# Heating Oil Pipe Removal



## Big Bill (Sep 15, 2006)

Hi everyone, 

I was wondering if you might be able to give me some suggestions on removing cast iron pipes (fill and vent) from a oil tank (home heating oil) that's in my basement.
We're doing an small extension to our house, but the pipes are in the way of the new framing, and have to be relocated.

Now they are through the cement foundation, and I'm unable to "wrench" them.
I would use a sawzall, but I'm leery with the oil in them. 
I don't have a pipe cutter, and not sure if I'd have enough room to get one in there anyway.

There's a 90 degree elbow in both of them. They look like 2" and 4" pipe.
Would hitting the elbow work (to crack just the elbow)?
If it would, does doing that ruin the pipe that the elbow screws onto?

Thanks for any suggestions.


----------



## Mike Swearingen (Mar 15, 2005)

Cast iron is for drains.
Those pipes into your fuel oil tank have to be galvanized steel.
You need to get a larger pipe wrench. You can hammer on the fittings at the threaded area to try to break them. You also can try to "tighten" them, and then turn them back counter-clockwise to remove them. And you can also try to "soak" them in lubricant or solvent (aka WD-40).
Good Luck!
Mike


----------



## Big Bill (Sep 15, 2006)

Hi Mike, 
Thanks for the reply. I'll try what you say. 
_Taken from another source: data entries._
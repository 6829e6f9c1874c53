//! Integration tests for the scheduler consuming the hand-off channel.


use std::time::Duration;

use tokio::sync::mpsc;
use tokio_util::sync::CancellationToken;

use calc_dispatch::config::NoCapacityPolicy;
use calc_dispatch::dispatcher::scheduler::Scheduler;
use calc_dispatch::model::{labels, Calculation, ObjectMeta, Phase, WorkerState};
use calc_dispatch::store::{MemoryStore, Selector};

use test_harness::{
    assert_eventually, set_pool_worker_state, store_with_pool, test_dispatcher_config, NAMESPACE,
    POOL,
};

fn spawn_scheduler(
    store: &MemoryStore,
    policy: NoCapacityPolicy,
) -> (mpsc::Sender<Calculation>, CancellationToken) {
    let mut config = test_dispatcher_config();
    config.scheduler.no_capacity_policy = policy;
    let (tx, rx) = mpsc::channel(config.scheduler.channel_capacity);
    let scheduler = Scheduler::new(store.clone(), &config, tx.clone());
    let cancel = CancellationToken::new();
    tokio::spawn(scheduler.run(rx, cancel.clone()));
    (tx, cancel)
}

fn pending_calculation(name: &str) -> Calculation {
    Calculation {
        meta: ObjectMeta::new(NAMESPACE, name),
        worker_pool: POOL.to_string(),
        phase: Some(Phase::Created),
        ..Default::default()
    }
}

#[tokio::test]
async fn schedules_onto_the_longest_idle_worker() {
    let store = store_with_pool(&["w1", "w2"]).await;
    let (tx, cancel) = spawn_scheduler(&store, NoCapacityPolicy::Drop);

    tx.send(pending_calculation("calc-x"))
        .await
        .expect("offer calculation");

    let store_ref = &store;
    assert_eventually(
        move || async move {
            match store_ref.calculations.get(NAMESPACE, "calc-x").await {
                Ok(calc) => {
                    calc.assign.as_deref() == Some("w1")
                        && calc.meta.label(labels::ASSIGN) == Some("w1")
                }
                Err(_) => false,
            }
        },
        Duration::from_secs(5),
        "calculation should land on the longest-idle worker",
    )
    .await;

    assert_eventually(
        move || async move {
            store_ref.pools.get(NAMESPACE, POOL).await.is_ok_and(|p| {
                p.spec.workers["w1"].state == WorkerState::Reserved
                    && p.spec.workers["w2"].state == WorkerState::Available
            })
        },
        Duration::from_secs(5),
        "only the chosen worker should be reserved",
    )
    .await;
    cancel.cancel();
}

#[tokio::test]
async fn missing_pool_drops_the_calculation() {
    let store = MemoryStore::new();
    let (tx, cancel) = spawn_scheduler(&store, NoCapacityPolicy::Drop);

    tx.send(pending_calculation("calc-x"))
        .await
        .expect("offer calculation");
    tokio::time::sleep(Duration::from_millis(200)).await;

    let calcs = store
        .calculations
        .list(NAMESPACE, &Selector::everything())
        .await
        .expect("list calculations");
    assert!(calcs.is_empty());
    cancel.cancel();
}

#[tokio::test]
async fn drop_policy_discards_without_capacity() {
    let store = store_with_pool(&["w1"]).await;
    set_pool_worker_state(&store, "w1", WorkerState::Reserved).await;
    let (tx, cancel) = spawn_scheduler(&store, NoCapacityPolicy::Drop);

    tx.send(pending_calculation("calc-x"))
        .await
        .expect("offer calculation");
    tokio::time::sleep(Duration::from_millis(200)).await;

    let calcs = store
        .calculations
        .list(NAMESPACE, &Selector::everything())
        .await
        .expect("list calculations");
    assert!(calcs.is_empty());
    cancel.cancel();
}

#[tokio::test]
async fn requeue_policy_reoffers_until_capacity_frees() {
    let store = store_with_pool(&["w1"]).await;
    set_pool_worker_state(&store, "w1", WorkerState::Reserved).await;
    let (tx, cancel) = spawn_scheduler(&store, NoCapacityPolicy::Requeue { delay_ms: 20 });

    tx.send(pending_calculation("calc-x"))
        .await
        .expect("offer calculation");
    tokio::time::sleep(Duration::from_millis(100)).await;
    assert!(store.calculations.get(NAMESPACE, "calc-x").await.is_err());

    set_pool_worker_state(&store, "w1", WorkerState::Available).await;

    let store_ref = &store;
    assert_eventually(
        move || async move {
            store_ref
                .calculations
                .get(NAMESPACE, "calc-x")
                .await
                .is_ok_and(|c| c.assign.as_deref() == Some("w1"))
        },
        Duration::from_secs(5),
        "re-offered calculation should be scheduled once a worker frees up",
    )
    .await;
    cancel.cancel();
}

#[tokio::test]
async fn existing_calculation_skips_the_reservation() {
    let store = store_with_pool(&["w1"]).await;
    store
        .calculations
        .create(pending_calculation("calc-x"))
        .await
        .expect("pre-create calculation");
    let (tx, cancel) = spawn_scheduler(&store, NoCapacityPolicy::Drop);

    tx.send(pending_calculation("calc-x"))
        .await
        .expect("offer calculation");
    tokio::time::sleep(Duration::from_millis(200)).await;

    let pool = store.pools.get(NAMESPACE, POOL).await.expect("get pool");
    assert_eq!(pool.spec.workers["w1"].state, WorkerState::Available);
    cancel.cancel();
}
use std::collections::BTreeMap;

use chrono::{DateTime, Utc};
use serde::{Deserialize, Serialize};

use super::calculation::{Params, Phase, Pipeline, Step};
use super::meta::ObjectMeta;

/// Aggregate state of a bulk, derived from its members.
#[derive(Debug, Clone, Copy, PartialEq, Eq, Serialize, Deserialize)]
pub enum BulkState {
    Available,
    Processing,
    Unknown,
}

/// One member of a bulk: the inputs for a single calculation plus the phase
/// mirrored back from the created calculation object.
#[derive(Debug, Clone, Default, Serialize, Deserialize)]
pub struct BulkCalculation {
    pub params: Params,
    #[serde(default)]
    pub steps: Vec<Step>,
    /// None until a calculation exists for this member; then mirrors the
    /// calculation's phase.
    #[serde(default)]
    pub phase: Option<Phase>,
    #[serde(default)]
    pub input_files: Option<Vec<String>>,
    #[serde(default)]
    pub pipeline: Pipeline,
}

#[derive(Debug, Clone, Default, Serialize, Deserialize)]
pub struct BulkStatus {
    #[serde(default)]
    pub created_time: Option<DateTime<Utc>>,
    #[serde(default)]
    pub completion_time: Option<DateTime<Utc>>,
    #[serde(default)]
    pub state: Option<BulkState>,
}

/// A batch of related calculations dispatched into one worker pool.
///
/// Members are keyed by a caller-chosen stable string; keys order the bulk's
/// scheduling pass deterministically.
#[derive(Debug, Clone, Default, Serialize, Deserialize)]
pub struct CalculationBulk {
    pub meta: ObjectMeta,
    #[serde(default)]
    pub worker_pool: String,
    #[serde(default)]
    pub root_folder: String,
    #[serde(default)]
    pub calculations: BTreeMap<String, BulkCalculation>,
    /// Optional calculation run once after every member finishes.
    #[serde(default)]
    pub post_calculation: Option<BulkCalculation>,
    #[serde(default)]
    pub status: BulkStatus,
}

impl CalculationBulk {
    /// Creation time used for oldest-first ordering. Falls back to the
    /// object's creation time when status was never stamped.
    pub fn created_time(&self) -> Option<DateTime<Utc>> {
        self.status.created_time.or(self.meta.creation_time)
    }

    /// Keys of members that have no calculation yet, in key order.
    pub fn unscheduled_members(&self) -> Vec<&str> {
        self.calculations
            .iter()
            .filter(|(_, m)| m.phase.is_none())
            .map(|(k, _)| k.as_str())
            .collect()
    }

    /// True once every member has reached a terminal phase.
    pub fn members_all_finished(&self) -> bool {
        !self.calculations.is_empty()
            && self
                .calculations
                .values()
                .all(|m| m.phase.is_some_and(Phase::is_terminal))
    }

    pub fn set_member_phase(&mut self, key: &str, phase: Option<Phase>) -> bool {
        match self.calculations.get_mut(key) {
            Some(member) => {
                member.phase = phase;
                true
            }
            None => false,
        }
    }

    pub fn set_post_phase(&mut self, phase: Option<Phase>) -> bool {
        match self.post_calculation.as_mut() {
            Some(post) => {
                post.phase = phase;
                true
            }
            None => false,
        }
    }
}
You're probably correct about the pipes not being cast iron. I thought they are cast iron because they're black in color.
I thought galvanized were gray. Opps.... I learned something. Thanks 

The largest pipe wrench I have is 18". I'll see if I can add some "leverage".
There's this black looking thread sealer all on the threads, and it (the sealer) is hard as a rock.
I'm thinking of using some acid on it instead of WD-40 ..... :laughing: (just kidding).

Thanks again, 
Big Bill


----------



## majakdragon (Sep 16, 2006)

Big Bill. If the pipe is black iron or galvanized steel, the fittings are probably steel or mallable iron. In either case, they won't break by hitting them. A sawzall (if you can fit it in the space) is the best bet and I have never seen the blade get hot enough to ignite oil. You could also spray the blade with water as you cut if it worries you. I hope the black pipe dope isn't the type I have seen used in factories I have worked in. I don't recall the name, but, I have never seen anything hold so well. We used 2 48" pipe wrenches with 10 foot pipes on the wrenches and still could not break a 2" joint loose. Good luck.


----------



## Big Bill (Sep 15, 2006)

Hi majakdragon,

Wow....


majakdragon said:


> We used 2 48" pipe wrenches with 10 foot pipes on the wrenches and still could not break a 2" joint loose.


It appears to be the same black pipe dope that you mentioned, because it's not moving.
As I said, the pipes are encased in cement, so I don't have to hold back on them, and all the leverage I can fit in there won't move them.
I'm off to the tool rental in a bit, to see if a pipe cutter might fit.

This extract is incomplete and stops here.